Two guys are driving through Indiana and they stop at a fast food place in Louisville. They start arguing about how the name of the town is pronounced, if it’s Louis-vill or Lou-ee-vill. They ask the cashier “how do you say the name of this place?”
She says “Burger King.”
You put in your offer, but then discover the neighbors have a peacock, possibly peacocks. You wonder if they’ll get along with yours.
How come Peter Parker can be a Friendly Neighborhood Spiderman, but I can’t be a Cantankerous Neighborhood Were-Donkey!?
I’ve been doing “CrossFit” every day for the last few years.
I cross my fingers and hope that some of my clothes still fit.
#SundayMorning #RubbishJokes #Fitness
If you ever lose me at an estate sale, I can usually be found wrestling some old lady named Edith in the kitchen over a ladle and some tongs. Please don’t intervene. I’ve got this.
Farmer: Netflix and till
Moonshiner: Netflix and still
Estate planner: Netflix and will
Dentist: Netflix and drill
Attorney: Netflix and bill
Mountaineer: Netflix and hill
Doctor: Netflix and ill
Pharmacist: Netflix and pill
Jack: Netflix and Jill
If my body was covered entirely in eyeballs, I still couldn’t look at you enough.
*me being romantic*
Best friend, helping me dig a hole: so tell me again what happened?

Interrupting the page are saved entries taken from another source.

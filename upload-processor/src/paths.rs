//! Destination paths for processed uploads
//!
//! An upload `uploads/<stem>.<ext>` is published as `processed/<stem>/original.<ext>` with its
//! thumbnail at `processed/<stem>/thumbnail.<ext>`. When that directory is taken, the directory
//! gets a numeric suffix: `processed/<stem>_1/`, `processed/<stem>_2/`, …

use gallery_storage::{ObjectStore, PROCESSED_PREFIX};
use schemars::JsonSchema;
use serde::Serialize;
use tracing::debug;

use crate::processor::ProcessError;

const THUMBNAIL_FILE_STEM: &str = "thumbnail";
const ORIGINAL_FILE_STEM: &str = "original";

/// Thumbnail and original destinations for one upload
#[derive(Debug, Clone, PartialEq, Eq, Serialize, JsonSchema)]
#[serde(rename_all = "camelCase")]
pub struct PathPair {
    /// Where the thumbnail is written
    pub thumbnail_path: String,
    /// Where the original is moved
    pub original_path: String,
}

impl PathPair {
    /// The collision-naive destinations for `name`
    #[must_use]
    pub fn canonical(name: &str) -> Self {
        Self::with_suffix(name, 0)
    }

    /// Destinations for `name` with collision suffix `suffix` (`0` means none)
    #[must_use]
    pub fn with_suffix(name: &str, suffix: u32) -> Self {
        let (stem, extension) = split_file_name(name);

        let directory = if suffix == 0 {
            format!("{PROCESSED_PREFIX}{stem}")
        } else {
            format!("{PROCESSED_PREFIX}{stem}_{suffix}")
        };

        Self {
            thumbnail_path: format!("{directory}/{THUMBNAIL_FILE_STEM}{extension}"),
            original_path: format!("{directory}/{ORIGINAL_FILE_STEM}{extension}"),
        }
    }
}

/// Splits the last path segment at its last dot into stem and `.ext`
///
/// A leading dot starts the extension, so `.png` has an empty stem.
fn split_file_name(name: &str) -> (&str, &str) {
    let file = name.rsplit_once('/').map_or(name, |(_, file)| file);

    match file.rfind('.') {
        Some(dot) => file.split_at(dot),
        None => (file, ""),
    }
}

/// Whether `name` has a non-empty stem to publish under
///
/// Folder placeholders such as `uploads/` and bare extensions such as `uploads/.png` do not.
#[must_use]
pub fn has_file_name(name: &str) -> bool {
    !split_file_name(name).0.is_empty()
}

/// `processed/<stem>/thumbnail.<ext>` for an uploaded object name
#[must_use]
pub fn canonical_thumbnail_path(name: &str) -> String {
    PathPair::canonical(name).thumbnail_path
}

/// `processed/<stem>/original.<ext>` for an uploaded object name
#[must_use]
pub fn canonical_original_path(name: &str) -> String {
    PathPair::canonical(name).original_path
}

/// Finds the first destination whose thumbnail slot is free
///
/// Only the thumbnail path is checked; the original path with the same suffix is assumed free.
/// Existing data was laid out under that rule, so checking both slots could pick different
/// directories than earlier runs did.
///
/// # Errors
///
/// Returns `ProcessError::ExistenceCheckFailed` if the store cannot answer an existence check
pub async fn resolve_collision_free_paths(
    store: &dyn ObjectStore,
    name: &str,
) -> Result<PathPair, ProcessError> {
    let mut suffix = 0;

    loop {
        let candidate = PathPair::with_suffix(name, suffix);

        let occupied = store
            .exists(&candidate.thumbnail_path)
            .await
            .map_err(|source| ProcessError::ExistenceCheckFailed {
                path: candidate.thumbnail_path.clone(),
                source,
            })?;

        if !occupied {
            return Ok(candidate);
        }

        debug!("{} already exists, trying next suffix", candidate.thumbnail_path);
        suffix += 1;
    }
}

#[cfg(test)]
mod tests {
    use super::*;
    use gallery_storage::memory::{MemoryObjectStore, StoreOperation};
    use pretty_assertions::assert_eq;

    #[test]
    fn test_thumbnail_path() {
        let cases = [
            ("uploads/ColtReto.png", "processed/ColtReto/thumbnail.png"),
            ("uploads/holiday.photo.jpeg", "processed/holiday.photo/thumbnail.jpeg"),
            ("uploads/nested/dir/pic.gif", "processed/pic/thumbnail.gif"),
            ("uploads/README", "processed/README/thumbnail"),
        ];

        for (input, want) in cases {
            assert_eq!(canonical_thumbnail_path(input), want, "input: {input}");
        }
    }

    #[test]
    fn test_original_path() {
        let cases = [
            ("uploads/ColtReto.png", "processed/ColtReto/original.png"),
            ("uploads/png.png", "processed/png/original.png"),
        ];

        for (input, want) in cases {
            assert_eq!(canonical_original_path(input), want, "input: {input}");
        }
    }

    #[test]
    fn test_split_file_name() {
        assert_eq!(split_file_name("uploads/cat.png"), ("cat", ".png"));
        assert_eq!(split_file_name("uploads/holiday.photo.jpeg"), ("holiday.photo", ".jpeg"));
        assert_eq!(split_file_name("uploads/README"), ("README", ""));
        assert_eq!(split_file_name("uploads/.png"), ("", ".png"));
        assert_eq!(split_file_name("uploads/"), ("", ""));
    }

    #[test]
    fn test_has_file_name() {
        assert!(has_file_name("uploads/cat.png"));
        assert!(has_file_name("uploads/README"));
        assert!(!has_file_name("uploads/"));
        assert!(!has_file_name("uploads/nested/"));
        assert!(!has_file_name("uploads/.png"));
    }

    #[test]
    fn test_canonical_paths_are_stable() {
        let name = "uploads/ColtReto.png";

        assert_eq!(PathPair::canonical(name), PathPair::canonical(name));
        assert_eq!(canonical_thumbnail_path(name), canonical_thumbnail_path(name));
    }

    #[test]
    fn test_suffix_applies_to_directory_only() {
        assert_eq!(
            PathPair::with_suffix("uploads/Foo.png", 2),
            PathPair {
                thumbnail_path: "processed/Foo_2/thumbnail.png".to_string(),
                original_path: "processed/Foo_2/original.png".to_string(),
            }
        );
    }

    #[tokio::test]
    async fn test_free_canonical_directory_is_used() {
        let store = MemoryObjectStore::new("gallery");

        let paths = resolve_collision_free_paths(&store, "uploads/Foo.png")
            .await
            .unwrap();

        assert_eq!(paths, PathPair::canonical("uploads/Foo.png"));
    }

    #[tokio::test]
    async fn test_occupied_directory_gets_next_suffix() {
        let store = MemoryObjectStore::new("gallery");
        store.insert("processed/Foo/thumbnail.png", "t");
        store.insert("processed/Foo_1/thumbnail.png", "t");

        let paths = resolve_collision_free_paths(&store, "uploads/Foo.png")
            .await
            .unwrap();

        assert_eq!(paths.thumbnail_path, "processed/Foo_2/thumbnail.png");
        assert_eq!(paths.original_path, "processed/Foo_2/original.png");
    }

    #[tokio::test]
    async fn test_only_thumbnail_slot_is_checked() {
        let store = MemoryObjectStore::new("gallery");
        store.insert("processed/Foo/original.png", "o");

        let paths = resolve_collision_free_paths(&store, "uploads/Foo.png")
            .await
            .unwrap();

        assert_eq!(paths, PathPair::canonical("uploads/Foo.png"));
        assert_eq!(
            store.operations(),
            vec![(
                StoreOperation::Exists,
                "processed/Foo/thumbnail.png".to_string()
            )]
        );
    }

    #[tokio::test]
    async fn test_existence_check_failure_aborts() {
        let store = MemoryObjectStore::new("gallery");
        store.insert("processed/Foo/thumbnail.png", "t");
        store.fail(StoreOperation::Exists, "processed/Foo_1/");

        let err = resolve_collision_free_paths(&store, "uploads/Foo.png")
            .await
            .unwrap_err();

        assert!(matches!(
            err,
            ProcessError::ExistenceCheckFailed { ref path, .. } if path == "processed/Foo_1/thumbnail.png"
        ));
    }
}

Me: he came home to me sitting on the couch after I spent the entire day cleaning the house and said, ‘you’re just where I left you.’
I got my daughter 3 tiny worry dolls. Each night she tells one worry to each, & puts them under her pillow.
She said they’re taking her worries away so I figured I’d try, though it’s kind of hard to get comfortable with 817 of these things beneath my head.
ME: I’d give anything to talk with my dad again
(my dad’s ghost appears)
DAD: Hey son
ME: Dad!
DAD:
ME:
DAD:
ME:
DAD:
ME:
DAD: So uh… do you wanna talk to your mother now
ME: yeah ok
DAD: good talking to you
ME: you too dad
Cargo pants are for when you want to wear khakis, but also want to be a backpack.
How do I delicately tell my toddler that her birthday is actually 254 days away and not tomorrow like she says it is? With a cake? Maybe some balloons?? A few new toys wrapped in wrapping paper???
Do people who name their kids Tucker not know about the banana-fana song?
me: i can’t believe how much i paid for these 800 thread count sheets
insomnia: me either
First rule of robbing banks is you have to shout, “THIS IS A ROBBERY!” Otherwise they might think it’s a baptism.
If you’re having money problems, don’t get discouraged. Two years ago I filed for bankruptcy and now I live in a tent in my uncle’s backyard
Today is my mom’s birthday or as she calls it, Cinco de Seis, because someone taught her just enough Spanish to be annoying.
God: welcome to heaven. here’s your wings.
Adam West: [putting on batman cowl] I won’t be needing those.